Tierheim stöhnt über Katzenschwemme
Mehr als 90 Katzen sind hier untergebracht – Verein gerät auch personell an seine Grenzen
TUTTLINGEN - Das Tuttlinger Tierheim hat ein Kapazitätsproblem: Derzeit leben hier mehr als 90 Katzen, selbst die Quarantänestation platzt aus allen Nähten. Nicht nur räumlich, sondern auch personell stößt der Verein an seine Grenzen. Gränzbote-Redakteurin Ingeborg Wagner sprach darüber mit Birgit Ströhle. Sie ist die stellvertretende Vorsitzende des Tierschutzvereins Tuttlingen und Umgebung.
Frau Ströhle, haben Sie eine Erklärung, warum es gerade jetzt so viele herrenlose Katzen gibt?
Nein, eigentlich nicht. Aber das ist auch kein momentanes Problem, es ist immer schon schlimm gewesen. Wir kastrieren die Tiere laufend, dennoch werden es Jahr für Jahr mehr. Sie können sich das ja selbst ausrechnen: Eine Katze wirft dreimal im Jahr, jeweils vier bis sechs Jungtiere.
Wie sieht die Belegung im Tierheim derzeit aus?
Wir haben mehr als 90 Katzen allen Alters, darunter 21 Neugeborene, die wir jetzt noch nicht vermitteln können. Mehr als 20 übriggebliebene Jungkatzen aus diesem Jahr, aber alt genug, dass wir sie abgeben könnten. Und der Rest ist zwischen einem Jahr bis älter. Unser normales Katzenhaus ist über und über belegt, auch das Pensionshaus. Das ist eigentlich gedacht, um Tiere vorübergehend aufzuneh- men, doch auch das brauchen wir für unsere Katzen. Hier sind zwei Katzenmütter mit ihrem Nachwuchs untergebracht. Und die Quarantänestation ist voll belegt.

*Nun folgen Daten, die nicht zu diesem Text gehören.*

use serde::Deserialize;
use serde_json::{json, Map, Value};
use tracing::{debug, info};

use trellis_core::error::{Result, TrellisError};
use trellis_core::graph::{EdgeSpec, Graph, NodeSpec, NodeType};
use trellis_core::types::ChatMessage;

use super::{agent, condition, config_str, guardrails, merge, parse_json_block};
use super::{ExecContext, HandlerDeps, Outcome};
use crate::template::resolve_text;

const COGNITIVE_SYSTEM_PROMPT: &str = r#"# Role
You are a professional workflow manager. Your job is to assemble a directed graph (nodes + edges) that executes a coherent flow.

# Objective
Given an instruction and the available input data, produce a valid workflow JSON with instantiated nodes (new UUIDv4 ids) and edges that define execution order and branching. The last node's response is the output of the workflow.

# Node Types & Schemas (exact keys)

## Agent Node
{
  "type": "agent",
  "llm_model": "<model id or omit for the default>",
  "system_prompt": "<system prompt>",
  "user_prompt": "<user prompt>",
  "structured_output": false,
  "structured_output_schema": ""
}
Source handles: none

## Guardrails
{
  "type": "guardrails",
  "guardrail": "<check to perform>"
}
Source handles: "pass", "fail"

## If/Else
{
  "type": "if_else",
  "lhs": "<string>",
  "rhs": "<string>",
  "condition": "<= | >= | < | > | = | !="
}
Source handles: "true", "false"

# Rules
- Guardrails: both "pass" and "fail" must be wired.
- If/Else: both "true" and "false" must be wired.
- The graph must be acyclic with exactly one entry node.
- Use {{input.FIELD}} templates to reference the input data.

# Output Format (strict)
Return ONLY:
{
  "nodes": [
    { "id": "<uuid-v4>", "data": { ...node schema... } }
  ],
  "edges": [
    { "source": "<uuid-v4>", "target": "<uuid-v4>", "source_handle": "<handle or null>", "target_handle": null }
  ],
  "reasoning": "<reasoning for the workflow decision>"
}"#;

#[derive(Deserialize)]
struct VirtualGraphWire {
    nodes: Vec<VirtualNodeWire>,
    edges: Vec<EdgeSpec>,
    #[serde(default)]
    reasoning: String,
}

#[derive(Deserialize)]
struct VirtualNodeWire {
    id: String,
    data: Map<String, Value>,
}

/// cognitive: an LLM synthesizes a small virtual workflow which is then
/// executed inline, inside this single node's ledger entry.
pub async fn run(
    graph: &Graph,
    node: &NodeSpec,
    ctx: &ExecContext,
    deps: &HandlerDeps,
) -> Result<Outcome> {
    let instruction = resolve_text(config_str(node, "cognitive_instruction")?, &ctx.input);

    let input_json = serde_json::to_string_pretty(&ctx.input)?;
    let user_prompt = format!(
        "Instruction: {}\n\nInput data available:\n```json\n{}\n```\n\nGenerate a workflow to accomplish this task.",
        instruction, input_json
    );

    info!(node_id = %node.id, "Generating virtual workflow");
    let response = deps
        .llm
        .chat(
            &deps.config.model.default_model,
            vec![
                ChatMessage::system(COGNITIVE_SYSTEM_PROMPT),
                ChatMessage::user(user_prompt),
            ],
            &[],
        )
        .await?;

    let wire: VirtualGraphWire = serde_json::from_value(parse_json_block(&response.content)?)
        .map_err(|e| TrellisError::LlmParse(format!("virtual workflow shape: {}", e)))?;

    let virtual_graph = build_virtual_graph(wire.nodes, wire.edges)?;
    validate_virtual_graph(&virtual_graph, deps.config.engine.max_virtual_nodes)?;

    debug!(
        nodes = virtual_graph.nodes.len(),
        edges = virtual_graph.edges.len(),
        "Virtual workflow validated"
    );

    let (final_output, trace) = walk_virtual_graph(&virtual_graph, ctx, deps).await?;

    let mut fields = Map::new();
    fields.insert("cognitive_output".into(), final_output);
    fields.insert("cognitive_reasoning".into(), json!(wire.reasoning));

    let record = json!({
        "virtual_workflow": {
            "node_count": virtual_graph.nodes.len(),
            "edge_count": virtual_graph.edges.len(),
            "nodes": virtual_graph.nodes,
            "edges": virtual_graph.edges,
        },
        "trace": trace,
    });

    Ok(Outcome::Advance {
        output: merge(&ctx.input, fields),
        next: graph.successors(&node.id, None),
        tool_calls: Some(record),
    })
}

/// Convert the LLM wire shape ({id, data: {type, ...}}) into engine nodes.
fn build_virtual_graph(nodes: Vec<VirtualNodeWire>, edges: Vec<EdgeSpec>) -> Result<Graph> {
    let mut specs = Vec::with_capacity(nodes.len());
    for wire in nodes {
        let type_str = wire
            .data
            .get("type")
            .and_then(Value::as_str)
            .ok_or_else(|| {
                TrellisError::Validation(format!("virtual node {} missing type", wire.id))
            })?;
        let node_type = NodeType::parse(type_str)
            .ok_or_else(|| TrellisError::UnknownNodeType(type_str.to_string()))?;

        let mut config = wire.data.clone();
        config.remove("type");
        specs.push(NodeSpec {
            id: wire.id,
            node_type,
            config: Value::Object(config),
            position: None,
        });
    }
    Ok(Graph::new(specs, edges))
}

fn validate_virtual_graph(graph: &Graph, max_nodes: usize) -> Result<()> {
    if graph.nodes.is_empty() {
        return Err(TrellisError::Validation(
            "virtual workflow has no nodes".into(),
        ));
    }
    if graph.nodes.len() > max_nodes {
        return Err(TrellisError::Validation(format!(
            "virtual workflow has {} nodes (max {})",
            graph.nodes.len(),
            max_nodes
        )));
    }

    for node in &graph.nodes {
        match node.node_type {
            NodeType::Agent | NodeType::IfElse | NodeType::Guardrails => {}
            NodeType::Cognitive => {
                return Err(TrellisError::Validation(
                    "virtual workflow may not contain cognitive nodes".into(),
                ))
            }
            other => {
                return Err(TrellisError::Validation(format!(
                    "virtual workflow may not contain {} nodes",
                    other
                )))
            }
        }
    }

    let ids: std::collections::HashSet<&str> =
        graph.nodes.iter().map(|n| n.id.as_str()).collect();
    for edge in &graph.edges {
        if !ids.contains(edge.source.as_str()) || !ids.contains(edge.target.as_str()) {
            return Err(TrellisError::Validation(format!(
                "virtual edge references unknown node: {} -> {}",
                edge.source, edge.target
            )));
        }
    }

    if graph.has_cycle() {
        return Err(TrellisError::Validation(
            "virtual workflow contains a cycle".into(),
        ));
    }
    if graph.entry_nodes().len() != 1 {
        return Err(TrellisError::Validation(format!(
            "virtual workflow must have exactly one entry node, found {}",
            graph.entry_nodes().len()
        )));
    }
    if graph.terminal_nodes().is_empty() {
        return Err(TrellisError::Validation(
            "virtual workflow has no terminal node".into(),
        ));
    }
    Ok(())
}

/// Execute the virtual workflow sequentially against an in-memory context.
///
/// No queue jobs and no ledger rows: the traversal is recorded in the trace
/// the caller stores on the outer entry.
async fn walk_virtual_graph(
    graph: &Graph,
    outer: &ExecContext,
    deps: &HandlerDeps,
) -> Result<(Value, Vec<Value>)> {
    let entries = graph.entry_nodes();
    let mut current = entries
        .first()
        .copied()
        .ok_or_else(|| TrellisError::Validation("virtual workflow has no entry node".into()))?;

    let mut input = outer.input.clone();
    let mut trace = Vec::new();

    for _ in 0..deps.config.engine.max_virtual_steps {
        let step_ctx = ExecContext {
            workflow_id: outer.workflow_id.clone(),
            run_id: outer.run_id.clone(),
            node_id: current.id.clone(),
            input: input.clone(),
        };

        debug!(node_id = %current.id, node_type = %current.node_type, "Virtual step");

        let outcome = match current.node_type {
            NodeType::Agent => agent::run(graph, current, &step_ctx, deps).await?,
            NodeType::IfElse => condition::run(graph, current, &step_ctx)?,
            NodeType::Guardrails => guardrails::run(graph, current, &step_ctx, deps).await?,
            // Excluded by validation
            other => {
                return Err(TrellisError::Validation(format!(
                    "virtual workflow may not contain {} nodes",
                    other
                )))
            }
        };

        let (output, next) = match outcome {
            Outcome::Advance { output, next, .. } => (output, next),
            Outcome::Suspend { .. } => {
                return Err(TrellisError::Validation(
                    "virtual workflow cannot suspend".into(),
                ))
            }
        };

        trace.push(json!({
            "node_id": current.id,
            "node_type": current.node_type,
            "output": output,
        }));

        input = output;
        match next.first() {
            Some(next_id) => {
                current = graph.node(next_id).ok_or_else(|| {
                    TrellisError::NodeNotFound(next_id.clone())
                })?;
            }
            None => return Ok((input, trace)),
        }
    }

    Err(TrellisError::Validation(
        "virtual workflow exceeded the step budget".into(),
    ))
}

#[cfg(test)]
mod tests {
    use super::*;

    fn virtual_node(id: &str, node_type: NodeType) -> NodeSpec {
        NodeSpec::new(id, node_type).with_config(json!({
            "lhs": "1", "rhs": "2", "condition": "<", "guardrail": "g",
        }))
    }

    #[test]
    fn rejects_nested_cognitive() {
        let graph = Graph::new(vec![virtual_node("a", NodeType::Cognitive)], vec![]);
        let err = validate_virtual_graph(&graph, 20).expect_err("must reject");
        assert!(err.to_string().contains("cognitive"));
    }

    #[test]
    fn rejects_disallowed_types() {
        let graph = Graph::new(vec![virtual_node("a", NodeType::Fork)], vec![]);
        assert!(validate_virtual_graph(&graph, 20).is_err());
    }

    #[test]
    fn rejects_too_many_nodes() {
        let nodes: Vec<NodeSpec> = (0..21)
            .map(|i| virtual_node(&format!("n{}", i), NodeType::Agent))
            .collect();
        let edges: Vec<EdgeSpec> = (0..20)
            .map(|i| EdgeSpec::new(format!("n{}", i), format!("n{}", i + 1)))
            .collect();
        let graph = Graph::new(nodes, edges);
        assert!(validate_virtual_graph(&graph, 20).is_err());
    }

    #[test]
    fn rejects_cycles_and_multiple_entries() {
        let cyclic = Graph::new(
            vec![
                virtual_node("a", NodeType::Agent),
                virtual_node("b", NodeType::Agent),
            ],
            vec![EdgeSpec::new("a", "b"), EdgeSpec::new("b", "a")],
        );
        assert!(validate_virtual_graph(&cyclic, 20).is_err());

        let two_entries = Graph::new(
            vec![
                virtual_node("a", NodeType::Agent),
                virtual_node("b", NodeType::Agent),
                virtual_node("c", NodeType::Agent),
            ],
            vec![EdgeSpec::new("a", "c"), EdgeSpec::new("b", "c")],
        );
        assert!(validate_virtual_graph(&two_entries, 20).is_err());
    }

    #[test]
    fn accepts_linear_agent_chain() {
        let graph = Graph::new(
            vec![
                virtual_node("a", NodeType::Agent),
                virtual_node("b", NodeType::Agent),
            ],
            vec![EdgeSpec::new("a", "b")],
        );
        assert!(validate_virtual_graph(&graph, 20).is_ok());
    }

    #[test]
    fn builds_graph_from_wire_shape() {
        let wire_nodes = vec![VirtualNodeWire {
            id: "n1".into(),
            data: json!({"type": "agent", "user_prompt": "hi"})
                .as_object()
                .expect("object")
                .clone(),
        }];
        let graph = build_virtual_graph(wire_nodes, vec![]).expect("build");
        assert_eq!(graph.nodes[0].node_type, NodeType::Agent);
        assert_eq!(graph.nodes[0].config["user_prompt"], json!("hi"));
        assert!(graph.nodes[0].config.get("type").is_none());
    }
}
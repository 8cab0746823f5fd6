use std::sync::Arc;

use axum::routing::{get, post};
use axum::Router;
use tokio::net::TcpListener;
use tokio_util::sync::CancellationToken;
use tower_http::cors::CorsLayer;
use tracing::info;

use trellis_core::config::GatewayConfig;
use trellis_core::event::EventBus;
use trellis_core::traits::WorkflowStore;
use trellis_engine::RunCoordinator;

use crate::routes;
use crate::state::AppState;

/// HTTP + WebSocket gateway server built on axum.
pub struct GatewayServer {
    config: GatewayConfig,
    store: Arc<dyn WorkflowStore>,
    coordinator: Arc<RunCoordinator>,
    bus: Arc<EventBus>,
}

impl GatewayServer {
    pub fn new(
        config: GatewayConfig,
        store: Arc<dyn WorkflowStore>,
        coordinator: Arc<RunCoordinator>,
        bus: Arc<EventBus>,
    ) -> Self {
        Self {
            config,
            store,
            coordinator,
            bus,
        }
    }

    /// Run the gateway server until the cancellation token is triggered.
    pub async fn run(&self, shutdown: CancellationToken) -> anyhow::Result<()> {
        let state = Arc::new(AppState {
            config: self.config.clone(),
            store: self.store.clone(),
            coordinator: self.coordinator.clone(),
            bus: self.bus.clone(),
        });

        let app = Router::new()
            .route("/api/health", get(routes::health))
            .route(
                "/api/workflows/{id}/execute",
                post(routes::execute_workflow),
            )
            .route(
                "/api/workflows/{id}/runs/{run_id}/nodes/{node_id}/approve",
                post(routes::approve_node),
            )
            .route("/api/workflows/{id}/runs", get(routes::list_runs))
            .route("/api/runs/{run_id}/replay", post(routes::replay_run))
            .route("/api/runs/{run_id}/ledger", get(routes::run_ledger))
            .route("/api/ws/workflows/{id}", get(routes::ws_handler))
            .layer(CorsLayer::permissive())
            .with_state(state);

        let listener = TcpListener::bind(&self.config.bind).await?;
        info!(bind = %self.config.bind, "Gateway listening");

        axum::serve(listener, app)
            .with_graceful_shutdown(async move { shutdown.cancelled().await })
            .await?;

        info!("Gateway shut down");
        Ok(())
    }
}
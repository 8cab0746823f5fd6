use std::io::Write;

use trellis_core::config::AppConfig;

#[test]
fn test_load_full_config_from_file() {
    let toml_content = r#"
[engine]
workers = 2
node_timeout_secs = 120
max_tool_rounds = 4

[model]
base_url = "http://localhost:11434/v1"
api_key = "sk-test-key"
default_model = "llama3.2"
max_tokens = 2048
temperature = 0.5

[retry]
max_retries = 5
initial_backoff_ms = 100

[queue]
visibility_timeout_secs = 30

[store]
path = "/tmp/trellis-test/engine.db"

[gateway]
bind = "0.0.0.0:9999"
token = "test-token"

[[gateway.api_keys]]
name = "ada"
key = "tk_ada"
"#;

    let mut tmp = tempfile::NamedTempFile::new().expect("create temp file");
    tmp.write_all(toml_content.as_bytes()).expect("write toml");

    let config = AppConfig::load(tmp.path()).expect("load config");

    assert_eq!(config.engine.workers, 2);
    assert_eq!(config.engine.node_timeout_secs, 120);
    assert_eq!(config.engine.max_tool_rounds, 4);
    assert_eq!(config.model.base_url, "http://localhost:11434/v1");
    assert_eq!(config.model.api_key, Some("sk-test-key".to_string()));
    assert_eq!(config.model.default_model, "llama3.2");
    assert_eq!(config.retry.max_retries, 5);
    assert_eq!(config.queue.visibility_timeout_secs, 30);
    assert_eq!(config.store.path, "/tmp/trellis-test/engine.db");

    let gw = config.gateway.expect("gateway present");
    assert_eq!(gw.bind, "0.0.0.0:9999");
    assert_eq!(gw.token.as_deref(), Some("test-token"));
    assert_eq!(gw.api_keys.len(), 1);
    assert_eq!(gw.api_keys[0].name, "ada");
}

#[test]
fn test_env_var_expansion_in_config() {
    std::env::set_var("TRELLIS_TEST_API_KEY", "expanded-key-value");

    let toml_content = r#"
[model]
api_key = "${TRELLIS_TEST_API_KEY}"
"#;

    let mut tmp = tempfile::NamedTempFile::new().expect("create temp file");
    tmp.write_all(toml_content.as_bytes()).expect("write toml");

    let config = AppConfig::load(tmp.path()).expect("load config");
    assert_eq!(config.model.api_key, Some("expanded-key-value".to_string()));

    std::env::remove_var("TRELLIS_TEST_API_KEY");
}

#[test]
fn test_minimal_config_uses_defaults() {
    let toml_content = "";

    let mut tmp = tempfile::NamedTempFile::new().expect("create temp file");
    tmp.write_all(toml_content.as_bytes()).expect("write toml");

    let config = AppConfig::load(tmp.path()).expect("load config");

    assert_eq!(config.engine.workers, 4);
    assert_eq!(config.engine.node_timeout_secs, 300);
    assert_eq!(config.engine.max_tool_rounds, 8);
    assert_eq!(config.engine.max_virtual_nodes, 20);
    assert_eq!(config.retry.max_retries, 3);
    assert_eq!(config.retry.initial_backoff_ms, 500);
    assert_eq!(config.model.request_timeout_secs, 30);
    assert_eq!(config.store.path, "data/trellis.db");
    assert!(config.gateway.is_none());
}

#[test]
fn test_missing_config_file_errors() {
    let result = AppConfig::load(std::path::Path::new("/nonexistent/trellis.toml"));
    assert!(result.is_err());
}
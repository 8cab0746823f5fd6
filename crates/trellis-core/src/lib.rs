pub mod config;
pub mod error;
pub mod event;
pub mod graph;
pub mod traits;
pub mod types;

pub use config::AppConfig;
pub use error::{Result, TrellisError};
pub use event::{EventBus, WorkflowEvent};
pub use graph::{EdgeSpec, Graph, NodeSpec, NodeType};
pub use types::*;
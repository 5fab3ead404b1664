//! Controller tasks for the Keylock keypad door lock.
//!
//! Two cooperating tasks make up the runtime:
//!
//! 1. The [`KeyMatrixScanner`](scanner::KeyMatrixScanner) sweeps the key
//!    matrix, debounces presses, and emits one [`KeyEvent`] per press
//!    into a bounded channel.
//! 2. The [`LockController`](controller::LockController) consumes those
//!    events, runs them through the pure [`MenuState`](menu::MenuState)
//!    state machine, and executes the resulting effects against the
//!    display, the lock actuator, and the credential store.
//!
//! The channel between them is the system's backpressure boundary: the
//! controller blocks through feedback sequences on purpose, and presses
//! made during one simply queue up (capacity
//! [`EVENT_QUEUE_CAPACITY`](keylock_core::constants::EVENT_QUEUE_CAPACITY))
//! instead of being lost.
//!
//! [`KeyEvent`]: keylock_core::types::KeyEvent

pub mod controller;
pub mod error;
pub mod menu;
pub mod render;
pub mod scanner;

pub use controller::LockController;
pub use error::{ControllerError, Result};
pub use menu::{Effect, MenuState, Mode};
pub use scanner::{KEY_LAYOUT, KeyMatrixScanner, ScanTiming, key_position};
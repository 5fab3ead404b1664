//! Shared hardware data types.

use std::fmt;

/// Indicator lamp channels on the lock actuator board.
///
/// Each grant path has its own lamp so an observer at the door can tell
/// which credential class was used without consulting the display.
#[derive(Debug, Clone, Copy, PartialEq, Eq, Hash)]
pub enum IndicatorChannel {
    /// Lamp flashed on master-credential grants.
    Master,

    /// Lamp flashed on guest-credential grants.
    Guest,
}

impl fmt::Display for IndicatorChannel {
    fn fmt(&self, f: &mut fmt::Formatter<'_>) -> fmt::Result {
        match self {
            IndicatorChannel::Master => write!(f, "master indicator"),
            IndicatorChannel::Guest => write!(f, "guest indicator"),
        }
    }
}

#[cfg(test)]
mod tests {
    use super::*;

    #[test]
    fn test_indicator_channel_display() {
        assert_eq!(IndicatorChannel::Master.to_string(), "master indicator");
        assert_eq!(IndicatorChannel::Guest.to_string(), "guest indicator");
    }
}
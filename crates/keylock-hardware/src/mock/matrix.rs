//! Mock key matrix for testing and development.

use crate::traits::MatrixPort;
use keylock_core::constants::{MATRIX_COLS, MATRIX_ROWS};
use std::sync::{Arc, Mutex, MutexGuard};
use std::time::Duration;

/// How long a simulated tap stays closed before release.
///
/// Long enough to survive the scanner's debounce re-read; intended for use
/// with a paused tokio clock where the sleep is virtual.
const TAP_HOLD: Duration = Duration::from_millis(80);

/// Settle time after a simulated release.
const TAP_SETTLE: Duration = Duration::from_millis(80);

#[derive(Debug, Default)]
struct MatrixState {
    /// Column drive lines, as last set by the scanner.
    driven: [bool; MATRIX_COLS],

    /// Key switch states: `closed[row][col]` is true while that key is
    /// physically held.
    closed: [[bool; MATRIX_COLS]; MATRIX_ROWS],
}

/// Mock key matrix for testing and development.
///
/// Simulates the electrical behaviour of a wired key matrix: a row sense
/// line reads active exactly when some held key sits on a currently-driven
/// column. Key presses are injected through a [`MockMatrixHandle`].
///
/// # Examples
///
/// ```
/// use keylock_hardware::mock::MockMatrix;
/// use keylock_hardware::traits::MatrixPort;
///
/// let (mut matrix, handle) = MockMatrix::new();
///
/// handle.hold(1, 2);
/// matrix.drive_column(2, true);
/// assert!(matrix.row_active(1));
///
/// matrix.drive_column(2, false);
/// assert!(!matrix.row_active(1));
/// ```
#[derive(Debug)]
pub struct MockMatrix {
    state: Arc<Mutex<MatrixState>>,
}

impl MockMatrix {
    /// Create a new mock matrix with all keys released.
    ///
    /// Returns a tuple of (MockMatrix, MockMatrixHandle) where the handle
    /// can be used to simulate key presses.
    pub fn new() -> (Self, MockMatrixHandle) {
        let state = Arc::new(Mutex::new(MatrixState::default()));
        let matrix = Self {
            state: Arc::clone(&state),
        };
        let handle = MockMatrixHandle { state };
        (matrix, handle)
    }

    fn lock(&self) -> MutexGuard<'_, MatrixState> {
        // A poisoned mutex only means a test panicked while holding it;
        // the plain-old-data state is still usable.
        self.state.lock().unwrap_or_else(|e| e.into_inner())
    }
}

impl MatrixPort for MockMatrix {
    fn drive_column(&mut self, col: usize, active: bool) {
        if col >= MATRIX_COLS {
            return;
        }
        self.lock().driven[col] = active;
    }

    fn row_active(&self, row: usize) -> bool {
        if row >= MATRIX_ROWS {
            return false;
        }
        let state = self.lock();
        (0..MATRIX_COLS).any(|col| state.driven[col] && state.closed[row][col])
    }
}

/// Handle for driving a mock key matrix.
///
/// Can be cloned and shared across tasks.
#[derive(Debug, Clone)]
pub struct MockMatrixHandle {
    state: Arc<Mutex<MatrixState>>,
}

impl MockMatrixHandle {
    fn lock(&self) -> MutexGuard<'_, MatrixState> {
        self.state.lock().unwrap_or_else(|e| e.into_inner())
    }

    /// Close the key switch at the given position.
    ///
    /// Positions outside the matrix geometry are ignored.
    pub fn hold(&self, row: usize, col: usize) {
        if row >= MATRIX_ROWS || col >= MATRIX_COLS {
            return;
        }
        self.lock().closed[row][col] = true;
    }

    /// Open the key switch at the given position.
    pub fn release(&self, row: usize, col: usize) {
        if row >= MATRIX_ROWS || col >= MATRIX_COLS {
            return;
        }
        self.lock().closed[row][col] = false;
    }

    /// Open every key switch.
    pub fn release_all(&self) {
        let mut state = self.lock();
        state.closed = [[false; MATRIX_COLS]; MATRIX_ROWS];
    }

    /// Check whether a key switch is currently closed.
    pub fn is_held(&self, row: usize, col: usize) -> bool {
        if row >= MATRIX_ROWS || col >= MATRIX_COLS {
            return false;
        }
        self.lock().closed[row][col]
    }

    /// Simulate a complete press-and-release of one key.
    ///
    /// Holds the key long enough for a scanner sweep to debounce it, then
    /// releases and lets the release propagate. The sleeps are virtual
    /// under `#[tokio::test(start_paused = true)]`, which is how the
    /// scanner tests drive this.
    pub async fn tap(&self, row: usize, col: usize) {
        self.hold(row, col);
        tokio::time::sleep(TAP_HOLD).await;
        self.release(row, col);
        tokio::time::sleep(TAP_SETTLE).await;
    }
}

#[cfg(test)]
mod tests {
    use super::*;
    use rstest::rstest;

    #[test]
    fn test_row_inactive_without_drive() {
        let (matrix, handle) = MockMatrix::new();

        handle.hold(0, 0);
        assert!(!matrix.row_active(0));
    }

    #[test]
    fn test_row_active_on_driven_column() {
        let (mut matrix, handle) = MockMatrix::new();

        handle.hold(2, 3);
        matrix.drive_column(3, true);

        assert!(matrix.row_active(2));
        assert!(!matrix.row_active(0));

        matrix.drive_column(3, false);
        assert!(!matrix.row_active(2));
    }

    #[test]
    fn test_release_clears_row() {
        let (mut matrix, handle) = MockMatrix::new();

        handle.hold(1, 1);
        matrix.drive_column(1, true);
        assert!(matrix.row_active(1));

        handle.release(1, 1);
        assert!(!matrix.row_active(1));
    }

    #[test]
    fn test_release_all() {
        let (mut matrix, handle) = MockMatrix::new();

        handle.hold(0, 0);
        handle.hold(3, 3);
        matrix.drive_column(0, true);
        matrix.drive_column(3, true);

        handle.release_all();
        assert!(!matrix.row_active(0));
        assert!(!matrix.row_active(3));
    }

    #[rstest]
    #[case(4, 0)]
    #[case(0, 4)]
    #[case(9, 9)]
    fn test_out_of_range_positions_ignored(#[case] row: usize, #[case] col: usize) {
        let (mut matrix, handle) = MockMatrix::new();

        handle.hold(row, col);
        matrix.drive_column(col, true);
        assert!(!matrix.row_active(row));
        assert!(!handle.is_held(row, col));
    }

    #[tokio::test(start_paused = true)]
    async fn test_tap_closes_then_opens() {
        let (_matrix, handle) = MockMatrix::new();

        let watcher = handle.clone();
        let tap = tokio::spawn(async move { watcher.tap(2, 1).await });

        // Yield so the tap task runs its hold before we sample.
        tokio::time::sleep(Duration::from_millis(10)).await;
        assert!(handle.is_held(2, 1));

        tap.await.unwrap();
        assert!(!handle.is_held(2, 1));
    }
}
//! Mock hardware implementations for testing and development.
//!
//! Each mock is a (device, handle) pair: the device half implements the
//! hardware trait and is owned by the task under test, while the cloneable
//! handle half lets tests drive inputs and observe outputs. State is shared
//! through a mutex, so handles see every operation the moment the device
//! future resolves.

mod actuator;
mod display;
mod matrix;

pub use actuator::{ActuatorCommand, MockActuator, MockActuatorHandle};
pub use display::{DisplayOp, MockDisplay, MockDisplayHandle};
pub use matrix::{MockMatrix, MockMatrixHandle};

Ist das auch ein finanzielles Problem? 90 Katzen fressen ja auch eine Menge.
Dabei macht das Futter nicht mal den größten Teil aus. Aber wir haben pro Tier Kosten von circa 80 Euro für die Kastration, Registrierung mit Tätowierung und Chip implantieren, dann impfen und entwurmen. In dieser Pauschale sind weitere Tierarztkosten nicht eingerechnet. Wenn Katzen so eng zusammenleben, dann haben sie Stress. Das führt zu Infektionen, zudem schwächt es die Tiere, weswegen sich Erkrankungen wie der Katzenschnupfen schnell ausbreiten. Der Tierarzt ist gerade Dauergast bei uns.
Wenn jemand eine Katze zu sich nach Hause holen will, was soll er tun? Einfach vorbeischauen?
Ja, das ist das beste. Die Öffnungszeiten sind auch auf unserer Homepage hinterlegt, wir freuen uns, wenn Interessenten kommen. Es ist auch möglich, eine Katze reservieren zu lassen, zum Beispiel wenn sie noch
in Quarantäne ist oder noch zu klein.
Wie sieht es mit der Leitung des Tierheims aus? Haben Sie eine Regelung gefunden?
Wir haben mit Rebecka Hauser und Benjamin Roml zwei ausgebildete Tierpfleger, die sich diese Aufgabe teilen. Die offizielle Leitung will aber keiner der beiden übernehmen. Unterstützt werden sie von zwei Auszubildenden und weiteren Mitarbeitern. Wenn Entscheidungen anstehen, die das Team nicht fällen will, wird der Vorstand zu Rate gezogen.
Ist die Katzenschwemme derzeit ihre einzige Sorge? Wie sieht es mit Hunden aus?
Tatsächlich haben wir zwei Hunde, die wir gerne vermitteln wollen. Aber die vielen Katzen überlagern derzeit alles. So schlimm die Situation auch jetzt schon ist, es wird noch viel schlimmer werden, und wir alle werden das merken.
Wie meinen Sie das?
Sie müssen sich klar machen, dass jede Katze zwischen 12 und 15 Junge pro Jahr zur Welt bringt. Wenn wir da nichts unternehmen, wie zum Beispiel ein rigoroseres Vorgehen beim Kastrieren, dann bekommen wir Zustände wie im Süden Europas. Das wird dann ganz normal sein. Deshalb appellieren wir an alle Katzenbesitzer, die Tiere zu kastrieren. Wichtig ist auch, die Katzen zu registrieren. Die Daten sind beim Deutschen Haustierregister gespeichert. Wenn wir ein registriertes Fundtier aufgreifen, müssen wir dort nur anrufen und bekommen die Kontaktdaten des Besitzers.